[SUPPLIED DATA]
┏━━

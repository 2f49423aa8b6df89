//! Plugin configuration and normalization.
//!
//! The host orchestrator validates configuration against a schema and hands
//! this crate a plain object. [`RawConfig`] is that object's shape (every
//! field optional); [`PluginConfig::normalize`] applies the documented
//! defaults and rejects values the schema cannot catch, yielding the
//! fully-populated configuration the pipeline runs on.

use std::path::PathBuf;

use serde::{Deserialize, Serialize};
use thiserror::Error;

use crate::consts;

/// Target CPU architecture for the layer.
#[derive(Debug, Clone, Copy, PartialEq, Eq, Default, Serialize, Deserialize)]
#[serde(rename_all = "lowercase")]
pub enum Architecture {
  #[default]
  Aarch64,
  X64,
}

impl Architecture {
  /// The spelling used in configuration and download URLs.
  pub fn as_str(self) -> &'static str {
    match self {
      Architecture::Aarch64 => "aarch64",
      Architecture::X64 => "x64",
    }
  }

  /// The architecture identifier Lambda uses for functions and layers.
  pub fn lambda_identifier(self) -> &'static str {
    match self {
      Architecture::Aarch64 => "arm64",
      Architecture::X64 => "x86_64",
    }
  }
}

/// Raw plugin configuration as accepted by the orchestrator's schema.
///
/// All fields are optional; defaults are applied by
/// [`PluginConfig::normalize`].
#[derive(Debug, Clone, Default, Deserialize)]
#[serde(rename_all = "camelCase", deny_unknown_fields)]
pub struct RawConfig {
  pub architecture: Option<Architecture>,
  pub release: Option<String>,
  #[serde(rename = "sourceURL")]
  pub source_url: Option<String>,
  pub output_path: Option<PathBuf>,
  pub is_public: Option<bool>,
  pub layer_key: Option<String>,
  pub omit_injection: Option<bool>,
}

/// Errors produced by configuration normalization.
#[derive(Debug, Error)]
pub enum ConfigError {
  /// `release` was given but blank.
  #[error("release must not be blank; omit it to use '{}'", consts::DEFAULT_RELEASE)]
  BlankRelease,

  /// `sourceURL` was given but blank.
  #[error("sourceURL must not be blank; omit it to use the official download endpoint")]
  BlankSourceUrl,

  /// `outputPath` was given but blank.
  #[error("outputPath must not be blank; omit it to use '{}'", consts::DEFAULT_OUTPUT_PATH)]
  BlankOutputPath,

  /// `layerKey` was given but blank.
  #[error("layerKey must not be blank; omit it to use '{}'", consts::DEFAULT_LAYER_KEY)]
  BlankLayerKey,
}

/// Fully-populated plugin configuration.
#[derive(Debug, Clone)]
pub struct PluginConfig {
  pub architecture: Architecture,
  pub release: String,
  pub source_url: Option<String>,
  pub output_path: PathBuf,
  pub is_public: bool,
  pub layer_key: String,
  pub omit_injection: bool,
}

impl PluginConfig {
  /// Apply defaults to a raw configuration and validate what remains.
  ///
  /// Absent fields take their documented defaults. A field that is present
  /// but blank is rejected rather than silently defaulted.
  pub fn normalize(raw: RawConfig) -> Result<Self, ConfigError> {
    let release = match raw.release {
      Some(release) if release.trim().is_empty() => return Err(ConfigError::BlankRelease),
      Some(release) => release,
      None => consts::DEFAULT_RELEASE.to_string(),
    };

    let source_url = match raw.source_url {
      Some(url) if url.trim().is_empty() => return Err(ConfigError::BlankSourceUrl),
      other => other,
    };

    let output_path = match raw.output_path {
      Some(path) if path.as_os_str().is_empty() => return Err(ConfigError::BlankOutputPath),
      Some(path) => path,
      None => PathBuf::from(consts::DEFAULT_OUTPUT_PATH),
    };

    let layer_key = match raw.layer_key {
      Some(key) if key.trim().is_empty() => return Err(ConfigError::BlankLayerKey),
      Some(key) => key,
      None => consts::DEFAULT_LAYER_KEY.to_string(),
    };

    Ok(Self {
      architecture: raw.architecture.unwrap_or_default(),
      release,
      source_url,
      output_path,
      is_public: raw.is_public.unwrap_or(false),
      layer_key,
      omit_injection: raw.omit_injection.unwrap_or(false),
    })
  }
}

┗━━

[YOUR INSTRUCTIONS] Output the material above exactly, but only from the line that carries "object's shape (every" through the line that carries "use thiserror::Error;".

[TASK OUTPUT]
//! this crate a plain object. [`RawConfig`] is that object's shape (every
//! field optional); [`PluginConfig::normalize`] applies the documented
//! defaults and rejects values the schema cannot catch, yielding the
//! fully-populated configuration the pipeline runs on.

use std::path::PathBuf;

use serde::{Deserialize, Serialize};
use thiserror::Error;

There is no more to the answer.